Collected data
_ _ _
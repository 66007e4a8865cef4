//! Built-in seed data: the recipe catalog, timer presets, and the sample
//! notes a fresh install starts with.

use chrono::{Duration, Utc};
use uuid::Uuid;

use crate::domain::{
    CulinaryNote, Difficulty, NoteCategory, Recipe, RecipeCategory, TimerCategory, TimerPreset,
};

fn recipe(
    title: &str,
    prep_time_min: u32,
    description: &str,
    ingredients: &[&str],
    steps: &[&str],
    category: RecipeCategory,
    difficulty: Difficulty,
) -> Recipe {
    Recipe {
        id: Uuid::new_v4(),
        title: title.into(),
        prep_time_min,
        description: description.into(),
        ingredients: ingredients.iter().map(|s| (*s).into()).collect(),
        steps: steps.iter().map(|s| (*s).into()).collect(),
        category,
        difficulty,
    }
}

pub(crate) fn recipes() -> Vec<Recipe> {
    vec![
        recipe(
            "Creamy Mushroom Pasta",
            25,
            "Rich and creamy pasta with sauteed mushrooms and herbs",
            &[
                "400g pasta (penne or fettuccine)",
                "300g mixed mushrooms, sliced",
                "200ml heavy cream",
                "3 cloves garlic, minced",
                "1 onion, diced",
                "50g parmesan cheese, grated",
                "2 tbsp olive oil",
                "Fresh thyme and parsley",
                "Salt and pepper to taste",
            ],
            &[
                "Cook pasta according to package instructions until al dente",
                "Heat olive oil in a large pan over medium heat",
                "Saute onion and garlic until fragrant",
                "Add mushrooms and cook until golden brown",
                "Pour in cream and simmer for 3-4 minutes",
                "Add cooked pasta and toss with sauce",
                "Stir in parmesan cheese and fresh herbs",
                "Season with salt and pepper, serve immediately",
            ],
            RecipeCategory::MainCourse,
            Difficulty::Medium,
        ),
        recipe(
            "Spicy Chicken Wings",
            45,
            "Crispy baked wings with a spicy buffalo sauce glaze",
            &[
                "1kg chicken wings",
                "3 tbsp hot sauce",
                "2 tbsp butter",
                "1 tbsp honey",
                "1 tsp garlic powder",
                "1 tsp paprika",
                "1/2 tsp cayenne pepper",
                "Salt and pepper",
            ],
            &[
                "Preheat oven to 220C",
                "Pat wings dry and season with salt, pepper, and spices",
                "Arrange on baking sheet lined with parchment",
                "Bake for 25-30 minutes until crispy",
                "Mix hot sauce, butter, and honey in a bowl",
                "Toss cooked wings in sauce mixture",
                "Return to oven for 5 more minutes",
                "Serve hot with celery sticks",
            ],
            RecipeCategory::Appetizer,
            Difficulty::Easy,
        ),
        recipe(
            "Chocolate Lava Cake",
            20,
            "Decadent individual chocolate cakes with molten centers",
            &[
                "100g dark chocolate, chopped",
                "100g butter",
                "2 large eggs",
                "2 egg yolks",
                "60g caster sugar",
                "2 tbsp plain flour",
                "Butter for ramekins",
                "Cocoa powder for dusting",
            ],
            &[
                "Preheat oven to 200C",
                "Butter 4 ramekins and dust with cocoa powder",
                "Melt chocolate and butter in double boiler",
                "Whisk eggs, yolks, and sugar until thick",
                "Fold in melted chocolate mixture",
                "Sift in flour and fold gently",
                "Divide between ramekins",
                "Bake for 12-14 minutes until edges are firm",
                "Let cool for 1 minute, then invert onto plates",
            ],
            RecipeCategory::Dessert,
            Difficulty::Medium,
        ),
        recipe(
            "Fresh Garden Salad",
            15,
            "Crisp mixed greens with seasonal vegetables and vinaigrette",
            &[
                "Mixed salad greens (200g)",
                "1 cucumber, sliced",
                "2 tomatoes, wedged",
                "1 red onion, thinly sliced",
                "1 bell pepper, strips",
                "3 tbsp olive oil",
                "1 tbsp balsamic vinegar",
                "1 tsp Dijon mustard",
                "Salt and pepper",
            ],
            &[
                "Wash and dry all vegetables thoroughly",
                "Tear lettuce into bite-sized pieces",
                "Slice cucumber and tomatoes",
                "Arrange vegetables in a large bowl",
                "Whisk olive oil, vinegar, and mustard",
                "Season dressing with salt and pepper",
                "Drizzle dressing over salad just before serving",
                "Toss gently and serve immediately",
            ],
            RecipeCategory::Appetizer,
            Difficulty::Easy,
        ),
        recipe(
            "Beef Stir Fry",
            30,
            "Quick and flavorful beef with crisp vegetables in savory sauce",
            &[
                "500g beef sirloin, sliced thin",
                "2 bell peppers, strips",
                "1 broccoli head, florets",
                "2 carrots, julienned",
                "3 tbsp soy sauce",
                "2 tbsp oyster sauce",
                "1 tbsp cornstarch",
                "2 tbsp vegetable oil",
                "2 cloves garlic, minced",
                "1 inch ginger, grated",
            ],
            &[
                "Marinate beef in soy sauce and cornstarch for 15 minutes",
                "Heat oil in wok or large pan over high heat",
                "Stir-fry beef until browned, remove and set aside",
                "Add vegetables to pan, stir-fry for 3-4 minutes",
                "Add garlic and ginger, cook for 30 seconds",
                "Return beef to pan with oyster sauce",
                "Toss everything together for 1-2 minutes",
                "Serve immediately over steamed rice",
            ],
            RecipeCategory::MainCourse,
            Difficulty::Medium,
        ),
        recipe(
            "Margherita Pizza",
            90,
            "Classic Italian pizza with fresh mozzarella, basil, and tomato sauce",
            &[
                "500g pizza dough",
                "200ml tomato sauce",
                "250g fresh mozzarella, sliced",
                "Fresh basil leaves",
                "2 tbsp olive oil",
                "2 cloves garlic, minced",
                "Salt and pepper",
                "Flour for dusting",
            ],
            &[
                "Preheat oven to 250C with pizza stone",
                "Roll out dough on floured surface",
                "Mix tomato sauce with garlic and seasoning",
                "Spread sauce evenly on dough",
                "Add mozzarella slices",
                "Drizzle with olive oil",
                "Bake for 10-12 minutes until golden",
                "Top with fresh basil before serving",
            ],
            RecipeCategory::MainCourse,
            Difficulty::Hard,
        ),
        recipe(
            "Chicken Tikka Masala",
            45,
            "Tender chicken in creamy spiced tomato sauce",
            &[
                "600g chicken breast, cubed",
                "200ml Greek yogurt",
                "400ml coconut milk",
                "400g canned tomatoes",
                "1 onion, diced",
                "3 cloves garlic, minced",
                "1 inch ginger, grated",
                "2 tsp garam masala",
                "1 tsp turmeric",
                "1 tsp paprika",
                "2 tbsp vegetable oil",
            ],
            &[
                "Marinate chicken in yogurt and spices for 30 minutes",
                "Cook chicken in oil until browned, set aside",
                "Saute onion, garlic, and ginger until soft",
                "Add spices and cook for 1 minute",
                "Add tomatoes and simmer for 10 minutes",
                "Stir in coconut milk and return chicken",
                "Simmer for 15 minutes until thick",
                "Serve with rice and naan bread",
            ],
            RecipeCategory::MainCourse,
            Difficulty::Medium,
        ),
        recipe(
            "Sushi Rolls",
            60,
            "Fresh salmon and avocado sushi rolls with sushi rice",
            &[
                "2 cups sushi rice",
                "4 nori sheets",
                "200g fresh salmon, sliced",
                "1 avocado, sliced",
                "1 cucumber, julienned",
                "3 tbsp rice vinegar",
                "1 tbsp sugar",
                "1 tsp salt",
                "Wasabi",
                "Soy sauce",
                "Pickled ginger",
                "Sesame seeds",
            ],
            &[
                "Cook sushi rice according to package",
                "Season rice with vinegar, sugar, and salt",
                "Let rice cool to room temperature",
                "Place nori on bamboo mat",
                "Spread rice evenly on nori",
                "Add salmon, avocado, and cucumber",
                "Roll tightly using bamboo mat",
                "Slice with sharp knife and serve",
            ],
            RecipeCategory::MainCourse,
            Difficulty::Hard,
        ),
        recipe(
            "Tiramisu",
            30,
            "Classic Italian dessert with coffee-soaked ladyfingers and mascarpone",
            &[
                "6 egg yolks",
                "150g sugar",
                "500g mascarpone cheese",
                "400ml strong coffee, cooled",
                "3 tbsp coffee liqueur",
                "2 packages ladyfinger cookies",
                "Cocoa powder for dusting",
                "Dark chocolate, grated",
            ],
            &[
                "Whisk egg yolks and sugar until thick",
                "Fold in mascarpone until smooth",
                "Mix coffee with liqueur in shallow dish",
                "Quickly dip ladyfingers in coffee mixture",
                "Layer dipped cookies in serving dish",
                "Spread half the mascarpone mixture",
                "Repeat layers, ending with mascarpone",
                "Chill 4 hours, dust with cocoa before serving",
            ],
            RecipeCategory::Dessert,
            Difficulty::Medium,
        ),
        recipe(
            "Smoothie Bowl",
            10,
            "Healthy acai smoothie bowl with fresh fruits and granola",
            &[
                "1 frozen acai packet",
                "1 frozen banana",
                "1/2 cup frozen berries",
                "1/4 cup almond milk",
                "1 tbsp honey",
                "Fresh strawberries, sliced",
                "Fresh blueberries",
                "Granola",
                "Coconut flakes",
                "Chia seeds",
                "Mint leaves",
            ],
            &[
                "Blend acai, banana, berries with almond milk",
                "Add honey and blend until thick",
                "Pour into serving bowl",
                "Arrange fresh fruits on top",
                "Sprinkle with granola and coconut",
                "Add chia seeds for extra nutrition",
                "Garnish with fresh mint",
                "Serve immediately",
            ],
            RecipeCategory::Snack,
            Difficulty::Easy,
        ),
    ]
}

fn preset(name: &str, duration_secs: u32, category: TimerCategory, icon: &str) -> TimerPreset {
    TimerPreset {
        id: Uuid::new_v4(),
        name: name.into(),
        duration_secs,
        category,
        icon: icon.into(),
    }
}

pub(crate) fn presets() -> Vec<TimerPreset> {
    vec![
        preset("Soft Boiled Eggs", 420, TimerCategory::Boiling, "\u{1F95A}"),
        preset("Hard Boiled Eggs", 600, TimerCategory::Boiling, "\u{1F95A}"),
        preset("Perfect Pasta", 480, TimerCategory::Boiling, "\u{1F35D}"),
        preset("Steamed Vegetables", 300, TimerCategory::Steaming, "\u{1F966}"),
        preset("Chocolate Chip Cookies", 720, TimerCategory::Baking, "\u{1F36A}"),
        preset("Pizza Dough Rise", 3600, TimerCategory::General, "\u{1F355}"),
        preset("Grilled Chicken Breast", 900, TimerCategory::Grilling, "\u{1F357}"),
        preset("Rice Cooking", 1080, TimerCategory::General, "\u{1F35A}"),
        preset("Bread Baking", 1800, TimerCategory::Baking, "\u{1F35E}"),
        preset("Tea Steeping", 180, TimerCategory::General, "\u{1F375}"),
    ]
}

// Sample notes carry stable ids so that, once the collection has been
// persisted, the saved copies win the id-collision merge on the next
// launch instead of duplicating.
fn sample_note(
    id: u128,
    title: &str,
    content: &str,
    days_ago: i64,
    category: NoteCategory,
) -> CulinaryNote {
    let at = Utc::now() - Duration::days(days_ago);
    CulinaryNote {
        id: Uuid::from_u128(id),
        title: title.into(),
        content: content.into(),
        date_created: at,
        date_modified: at,
        category,
    }
}

pub(crate) fn sample_notes() -> Vec<CulinaryNote> {
    vec![
        sample_note(
            1,
            "Perfect Pasta Water",
            "Always salt your pasta water generously - it should taste like seawater. \
             This is your only chance to season the pasta itself. Save some pasta water \
             before draining; the starchy water helps bind sauces beautifully.",
            5,
            NoteCategory::Tip,
        ),
        sample_note(
            2,
            "Mushroom Experiment",
            "Tried adding shiitake mushrooms to the creamy pasta recipe today. The earthy \
             flavor was incredible! Next time I'll use a mix of shiitake and oyster \
             mushrooms for even more depth. Also discovered that letting mushrooms cook \
             undisturbed for the first 3-4 minutes creates better browning.",
            3,
            NoteCategory::Experiment,
        ),
        sample_note(
            3,
            "Spice Blend Discovery",
            "Created an amazing spice blend for chicken: 2 parts paprika, 1 part garlic \
             powder, 1 part onion powder, 1/2 part cayenne, 1/4 part cinnamon. The \
             cinnamon adds unexpected warmth without being sweet. Perfect for wings and \
             grilled chicken.",
            7,
            NoteCategory::Technique,
        ),
        sample_note(
            4,
            "Chocolate Cake Success",
            "Finally mastered the lava cake! The secret is slightly underbaking - 12 \
             minutes at 200C is perfect. The centers should still jiggle slightly when \
             you shake the ramekin. Serving immediately is crucial; they firm up quickly \
             as they cool.",
            1,
            NoteCategory::Review,
        ),
    ]
}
_ _ _
Requirement: Go through the entries and return each line where the word "immediately" appears.

Output for this task:
                "Season with salt and pepper, serve immediately",
                "Toss gently and serve immediately",
                "Serve immediately over steamed rice",
                "Serve immediately",
             you shake the ramekin. Serving immediately is crucial; they firm up quickly \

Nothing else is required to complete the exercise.